TASK STATEMENT
Output each entry exactly as written.

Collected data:
################

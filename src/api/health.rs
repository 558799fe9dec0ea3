use axum::{extract::State, http::StatusCode, Json};
use serde::{Deserialize, Serialize};

use crate::AppState;

#[derive(Serialize, Deserialize)]
pub struct HealthResponse {
    pub status: String,
    pub version: String,
    pub environment: String,
    /// Transactions currently owned by a live polling task.
    pub active_polls: usize,
}

pub async fn health_check(
    State(state): State<AppState>,
) -> Result<Json<HealthResponse>, StatusCode> {
    let response = HealthResponse {
        status: "healthy".to_string(),
        version: env!("CARGO_PKG_VERSION").to_string(),
        environment: state.config.server.environment.clone(),
        active_polls: state.reconciler.active_polls(),
    };

    Ok(Json(response))
}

################

OUTPUT
filename src/api/health.rs
repository 558799fe9dec0ea3
use axum::{extract::State, http::StatusCode, Json};
use serde::{Deserialize, Serialize};

use crate::AppState;

#[derive(Serialize, Deserialize)]
pub struct HealthResponse {
    pub status: String,
    pub version: String,
    pub environment: String,
    /// Transactions currently owned by a live polling task.
    pub active_polls: usize,
}

pub async fn health_check(
    State(state): State<AppState>,
) -> Result<Json<HealthResponse>, StatusCode> {
    let response = HealthResponse {
        status: "healthy".to_string(),
        version: env!("CARGO_PKG_VERSION").to_string(),
        environment: state.config.server.environment.clone(),
        active_polls: state.reconciler.active_polls(),
    };

    Ok(Json(response))
}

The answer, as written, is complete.